What you should do =
Copy out every line from the records that includes "another".

##############################

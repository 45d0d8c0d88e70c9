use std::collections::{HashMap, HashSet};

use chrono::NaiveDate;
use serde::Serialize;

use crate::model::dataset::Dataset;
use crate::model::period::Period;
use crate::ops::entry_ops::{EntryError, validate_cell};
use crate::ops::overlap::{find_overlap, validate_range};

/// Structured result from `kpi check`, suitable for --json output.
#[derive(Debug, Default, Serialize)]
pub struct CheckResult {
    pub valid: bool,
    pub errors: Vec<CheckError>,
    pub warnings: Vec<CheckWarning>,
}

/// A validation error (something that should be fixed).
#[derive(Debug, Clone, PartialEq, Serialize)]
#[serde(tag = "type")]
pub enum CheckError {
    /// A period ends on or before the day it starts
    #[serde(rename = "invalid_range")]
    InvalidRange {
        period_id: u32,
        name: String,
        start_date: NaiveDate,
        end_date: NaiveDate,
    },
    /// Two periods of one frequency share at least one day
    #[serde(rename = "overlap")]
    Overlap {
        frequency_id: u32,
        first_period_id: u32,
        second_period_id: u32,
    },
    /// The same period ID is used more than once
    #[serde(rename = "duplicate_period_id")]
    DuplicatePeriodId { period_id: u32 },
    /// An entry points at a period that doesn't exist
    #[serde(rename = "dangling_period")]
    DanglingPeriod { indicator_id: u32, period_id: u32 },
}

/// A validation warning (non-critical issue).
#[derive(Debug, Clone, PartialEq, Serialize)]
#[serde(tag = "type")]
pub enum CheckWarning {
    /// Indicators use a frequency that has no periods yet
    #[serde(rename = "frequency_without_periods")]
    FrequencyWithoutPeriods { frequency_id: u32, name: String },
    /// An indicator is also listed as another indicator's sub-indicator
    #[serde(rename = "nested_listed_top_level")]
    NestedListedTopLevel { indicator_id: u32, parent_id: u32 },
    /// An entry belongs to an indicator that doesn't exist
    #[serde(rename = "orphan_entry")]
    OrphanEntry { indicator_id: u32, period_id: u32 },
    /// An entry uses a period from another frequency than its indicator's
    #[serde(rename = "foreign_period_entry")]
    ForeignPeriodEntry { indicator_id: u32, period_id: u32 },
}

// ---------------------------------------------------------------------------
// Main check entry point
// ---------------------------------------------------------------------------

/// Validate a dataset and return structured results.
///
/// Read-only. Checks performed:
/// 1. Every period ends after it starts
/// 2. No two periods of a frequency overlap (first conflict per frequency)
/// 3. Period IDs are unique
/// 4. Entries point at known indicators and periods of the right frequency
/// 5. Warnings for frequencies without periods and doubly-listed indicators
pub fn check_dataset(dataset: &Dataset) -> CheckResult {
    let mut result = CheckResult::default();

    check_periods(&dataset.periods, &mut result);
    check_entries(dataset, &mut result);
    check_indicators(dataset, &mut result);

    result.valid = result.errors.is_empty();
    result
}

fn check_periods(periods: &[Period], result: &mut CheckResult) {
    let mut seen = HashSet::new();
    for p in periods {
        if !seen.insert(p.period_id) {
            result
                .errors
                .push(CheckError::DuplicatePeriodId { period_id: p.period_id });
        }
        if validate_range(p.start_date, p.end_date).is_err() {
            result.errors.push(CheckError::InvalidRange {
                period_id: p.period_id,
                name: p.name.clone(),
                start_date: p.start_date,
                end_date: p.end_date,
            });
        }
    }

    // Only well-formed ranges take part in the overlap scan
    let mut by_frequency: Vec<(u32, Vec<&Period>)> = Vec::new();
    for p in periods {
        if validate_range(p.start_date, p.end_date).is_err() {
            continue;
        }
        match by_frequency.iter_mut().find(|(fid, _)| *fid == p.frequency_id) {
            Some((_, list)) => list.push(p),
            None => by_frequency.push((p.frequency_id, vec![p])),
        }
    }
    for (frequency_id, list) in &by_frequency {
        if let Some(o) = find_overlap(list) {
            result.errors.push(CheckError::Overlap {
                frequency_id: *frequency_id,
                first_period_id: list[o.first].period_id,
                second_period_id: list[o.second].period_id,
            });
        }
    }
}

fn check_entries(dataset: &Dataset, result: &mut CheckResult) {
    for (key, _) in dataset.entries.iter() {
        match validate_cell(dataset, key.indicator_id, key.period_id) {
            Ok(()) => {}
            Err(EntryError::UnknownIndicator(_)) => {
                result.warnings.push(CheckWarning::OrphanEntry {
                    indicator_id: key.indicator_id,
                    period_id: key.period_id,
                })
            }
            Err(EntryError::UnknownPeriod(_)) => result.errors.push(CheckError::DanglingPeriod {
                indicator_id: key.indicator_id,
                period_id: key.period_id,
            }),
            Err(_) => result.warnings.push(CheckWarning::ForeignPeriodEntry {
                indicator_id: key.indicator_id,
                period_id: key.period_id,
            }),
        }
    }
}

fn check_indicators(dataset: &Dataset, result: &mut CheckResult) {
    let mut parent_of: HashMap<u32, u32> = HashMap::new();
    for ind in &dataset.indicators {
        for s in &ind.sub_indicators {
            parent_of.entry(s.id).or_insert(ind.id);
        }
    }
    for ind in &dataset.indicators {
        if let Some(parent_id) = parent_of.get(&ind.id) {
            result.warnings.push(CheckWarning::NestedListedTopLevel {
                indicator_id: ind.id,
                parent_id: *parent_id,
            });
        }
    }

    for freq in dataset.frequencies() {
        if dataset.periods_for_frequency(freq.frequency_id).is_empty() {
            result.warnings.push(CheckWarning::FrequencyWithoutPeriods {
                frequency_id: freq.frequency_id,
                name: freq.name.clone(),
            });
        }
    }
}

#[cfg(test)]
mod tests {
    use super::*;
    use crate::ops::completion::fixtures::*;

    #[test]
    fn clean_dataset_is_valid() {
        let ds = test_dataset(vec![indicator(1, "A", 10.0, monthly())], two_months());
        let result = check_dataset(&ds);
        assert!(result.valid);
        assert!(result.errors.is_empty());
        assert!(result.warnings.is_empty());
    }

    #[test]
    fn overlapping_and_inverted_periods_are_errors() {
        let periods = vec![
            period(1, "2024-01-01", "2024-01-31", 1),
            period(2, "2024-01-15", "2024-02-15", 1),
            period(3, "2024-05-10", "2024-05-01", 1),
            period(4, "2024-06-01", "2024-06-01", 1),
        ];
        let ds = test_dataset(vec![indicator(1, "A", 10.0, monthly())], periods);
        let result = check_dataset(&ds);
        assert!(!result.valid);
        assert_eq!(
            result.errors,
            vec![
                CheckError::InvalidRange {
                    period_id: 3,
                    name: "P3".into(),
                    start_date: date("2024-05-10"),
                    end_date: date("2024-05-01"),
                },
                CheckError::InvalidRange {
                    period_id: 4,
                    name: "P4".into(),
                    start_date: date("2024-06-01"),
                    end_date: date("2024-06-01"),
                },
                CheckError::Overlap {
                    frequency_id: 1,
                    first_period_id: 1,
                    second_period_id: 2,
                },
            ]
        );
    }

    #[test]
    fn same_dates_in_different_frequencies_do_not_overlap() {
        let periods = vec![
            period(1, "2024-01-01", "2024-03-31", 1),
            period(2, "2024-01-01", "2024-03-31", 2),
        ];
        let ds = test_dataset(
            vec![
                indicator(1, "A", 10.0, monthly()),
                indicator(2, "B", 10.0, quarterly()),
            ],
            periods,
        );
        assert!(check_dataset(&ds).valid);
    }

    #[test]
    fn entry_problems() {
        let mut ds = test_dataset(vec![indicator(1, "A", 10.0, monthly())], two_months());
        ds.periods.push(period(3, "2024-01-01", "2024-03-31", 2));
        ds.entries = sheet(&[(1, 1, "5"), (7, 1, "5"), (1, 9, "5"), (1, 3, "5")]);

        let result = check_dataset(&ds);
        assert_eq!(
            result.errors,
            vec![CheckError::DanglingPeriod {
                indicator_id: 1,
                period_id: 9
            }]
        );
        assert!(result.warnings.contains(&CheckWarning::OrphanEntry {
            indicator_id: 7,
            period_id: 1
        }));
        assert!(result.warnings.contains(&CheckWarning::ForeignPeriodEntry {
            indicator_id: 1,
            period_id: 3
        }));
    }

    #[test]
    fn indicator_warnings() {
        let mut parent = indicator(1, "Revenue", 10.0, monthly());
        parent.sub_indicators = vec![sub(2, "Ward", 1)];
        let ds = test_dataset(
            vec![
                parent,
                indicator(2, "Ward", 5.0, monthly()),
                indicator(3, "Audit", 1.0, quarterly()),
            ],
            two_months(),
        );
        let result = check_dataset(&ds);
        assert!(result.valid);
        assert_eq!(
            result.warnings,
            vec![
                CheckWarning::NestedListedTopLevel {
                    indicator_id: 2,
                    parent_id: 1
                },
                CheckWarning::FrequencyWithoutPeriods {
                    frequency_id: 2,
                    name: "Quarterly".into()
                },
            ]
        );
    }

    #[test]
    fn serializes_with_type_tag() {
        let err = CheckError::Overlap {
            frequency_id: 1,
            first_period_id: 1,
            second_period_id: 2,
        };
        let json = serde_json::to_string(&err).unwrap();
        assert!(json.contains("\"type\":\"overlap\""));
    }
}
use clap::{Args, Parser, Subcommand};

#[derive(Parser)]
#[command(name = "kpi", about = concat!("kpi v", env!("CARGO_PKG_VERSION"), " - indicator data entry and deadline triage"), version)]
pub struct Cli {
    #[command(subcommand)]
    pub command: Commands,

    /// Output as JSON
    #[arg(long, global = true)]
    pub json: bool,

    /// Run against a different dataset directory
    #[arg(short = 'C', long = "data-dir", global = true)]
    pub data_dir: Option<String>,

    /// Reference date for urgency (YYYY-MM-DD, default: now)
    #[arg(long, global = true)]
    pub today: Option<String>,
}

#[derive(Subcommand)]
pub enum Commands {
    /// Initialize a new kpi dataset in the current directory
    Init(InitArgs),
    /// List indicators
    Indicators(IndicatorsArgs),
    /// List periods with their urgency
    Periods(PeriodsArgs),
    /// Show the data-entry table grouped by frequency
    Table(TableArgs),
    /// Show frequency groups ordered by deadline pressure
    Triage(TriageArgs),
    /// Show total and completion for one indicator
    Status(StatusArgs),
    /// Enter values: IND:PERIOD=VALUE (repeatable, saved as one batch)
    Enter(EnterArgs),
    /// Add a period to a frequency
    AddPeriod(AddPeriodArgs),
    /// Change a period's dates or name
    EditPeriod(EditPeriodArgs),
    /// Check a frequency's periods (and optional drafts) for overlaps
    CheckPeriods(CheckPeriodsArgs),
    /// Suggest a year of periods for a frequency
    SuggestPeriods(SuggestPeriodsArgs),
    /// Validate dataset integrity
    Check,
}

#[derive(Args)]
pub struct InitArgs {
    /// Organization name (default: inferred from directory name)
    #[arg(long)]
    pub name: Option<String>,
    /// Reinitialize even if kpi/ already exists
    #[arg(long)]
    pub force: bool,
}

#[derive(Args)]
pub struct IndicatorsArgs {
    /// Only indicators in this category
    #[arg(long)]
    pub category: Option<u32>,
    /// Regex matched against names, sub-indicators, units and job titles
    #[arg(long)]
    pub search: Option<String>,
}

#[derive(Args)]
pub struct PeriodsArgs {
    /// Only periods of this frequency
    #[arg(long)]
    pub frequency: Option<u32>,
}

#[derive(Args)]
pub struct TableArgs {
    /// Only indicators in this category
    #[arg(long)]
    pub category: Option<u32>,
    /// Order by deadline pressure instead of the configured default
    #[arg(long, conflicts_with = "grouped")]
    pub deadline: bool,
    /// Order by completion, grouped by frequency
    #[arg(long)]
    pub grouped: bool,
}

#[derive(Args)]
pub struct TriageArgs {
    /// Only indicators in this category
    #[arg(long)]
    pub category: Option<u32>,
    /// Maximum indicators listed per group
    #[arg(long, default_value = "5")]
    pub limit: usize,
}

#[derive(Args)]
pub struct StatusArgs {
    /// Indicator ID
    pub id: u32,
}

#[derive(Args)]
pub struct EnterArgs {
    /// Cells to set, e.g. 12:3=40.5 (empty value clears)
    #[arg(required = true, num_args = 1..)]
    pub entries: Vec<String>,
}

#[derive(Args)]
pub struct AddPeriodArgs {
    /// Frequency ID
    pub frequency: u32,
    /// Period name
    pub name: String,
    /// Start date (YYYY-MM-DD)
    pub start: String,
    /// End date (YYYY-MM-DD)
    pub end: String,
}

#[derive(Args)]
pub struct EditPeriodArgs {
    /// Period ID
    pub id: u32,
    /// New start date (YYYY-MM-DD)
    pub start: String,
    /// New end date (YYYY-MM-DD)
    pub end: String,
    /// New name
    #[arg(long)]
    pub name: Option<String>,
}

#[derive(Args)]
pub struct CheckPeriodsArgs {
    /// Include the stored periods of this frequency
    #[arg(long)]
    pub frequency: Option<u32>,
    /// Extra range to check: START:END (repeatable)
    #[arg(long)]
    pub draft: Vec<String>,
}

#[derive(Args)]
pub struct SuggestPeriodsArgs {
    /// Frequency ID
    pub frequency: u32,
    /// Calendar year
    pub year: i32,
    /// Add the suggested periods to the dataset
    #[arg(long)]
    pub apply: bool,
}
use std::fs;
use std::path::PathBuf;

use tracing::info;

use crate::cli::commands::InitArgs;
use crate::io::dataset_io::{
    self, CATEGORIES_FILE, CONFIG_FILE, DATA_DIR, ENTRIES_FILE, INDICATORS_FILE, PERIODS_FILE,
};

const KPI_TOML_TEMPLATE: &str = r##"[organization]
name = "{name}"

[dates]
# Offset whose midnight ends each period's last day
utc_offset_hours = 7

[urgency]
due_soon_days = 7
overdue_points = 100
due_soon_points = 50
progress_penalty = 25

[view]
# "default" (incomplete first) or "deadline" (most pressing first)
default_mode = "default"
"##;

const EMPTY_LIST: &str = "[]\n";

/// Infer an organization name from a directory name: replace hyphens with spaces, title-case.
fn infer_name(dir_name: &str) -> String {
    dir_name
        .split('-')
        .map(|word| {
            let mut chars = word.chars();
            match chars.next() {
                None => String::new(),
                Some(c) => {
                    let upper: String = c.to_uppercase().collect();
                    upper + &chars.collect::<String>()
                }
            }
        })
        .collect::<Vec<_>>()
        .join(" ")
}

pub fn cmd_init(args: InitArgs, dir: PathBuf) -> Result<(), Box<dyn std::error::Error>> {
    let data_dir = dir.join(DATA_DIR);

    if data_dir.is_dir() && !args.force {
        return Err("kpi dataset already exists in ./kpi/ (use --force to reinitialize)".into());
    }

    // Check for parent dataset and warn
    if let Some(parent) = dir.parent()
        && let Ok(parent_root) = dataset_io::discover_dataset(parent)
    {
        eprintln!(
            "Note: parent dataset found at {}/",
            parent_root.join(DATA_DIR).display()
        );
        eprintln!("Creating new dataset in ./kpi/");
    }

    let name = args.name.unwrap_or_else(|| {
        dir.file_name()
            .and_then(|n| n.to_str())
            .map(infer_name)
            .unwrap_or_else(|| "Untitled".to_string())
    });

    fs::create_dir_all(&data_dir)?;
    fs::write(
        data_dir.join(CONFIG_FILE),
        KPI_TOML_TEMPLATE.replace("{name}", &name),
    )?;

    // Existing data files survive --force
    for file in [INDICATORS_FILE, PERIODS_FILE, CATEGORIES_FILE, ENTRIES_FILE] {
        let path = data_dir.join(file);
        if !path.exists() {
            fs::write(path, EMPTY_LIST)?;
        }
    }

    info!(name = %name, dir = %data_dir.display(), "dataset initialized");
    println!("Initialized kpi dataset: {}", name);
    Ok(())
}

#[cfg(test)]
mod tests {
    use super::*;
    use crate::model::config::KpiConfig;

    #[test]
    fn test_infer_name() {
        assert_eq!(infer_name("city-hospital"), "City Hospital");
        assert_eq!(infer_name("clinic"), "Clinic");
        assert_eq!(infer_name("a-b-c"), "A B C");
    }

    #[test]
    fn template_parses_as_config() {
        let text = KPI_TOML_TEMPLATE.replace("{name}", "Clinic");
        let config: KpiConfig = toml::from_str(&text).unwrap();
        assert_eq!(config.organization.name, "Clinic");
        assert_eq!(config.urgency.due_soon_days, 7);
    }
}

##############################

Answer to the problem =
    /// An indicator is also listed as another indicator's sub-indicator
    /// An entry uses a period from another frequency than its indicator's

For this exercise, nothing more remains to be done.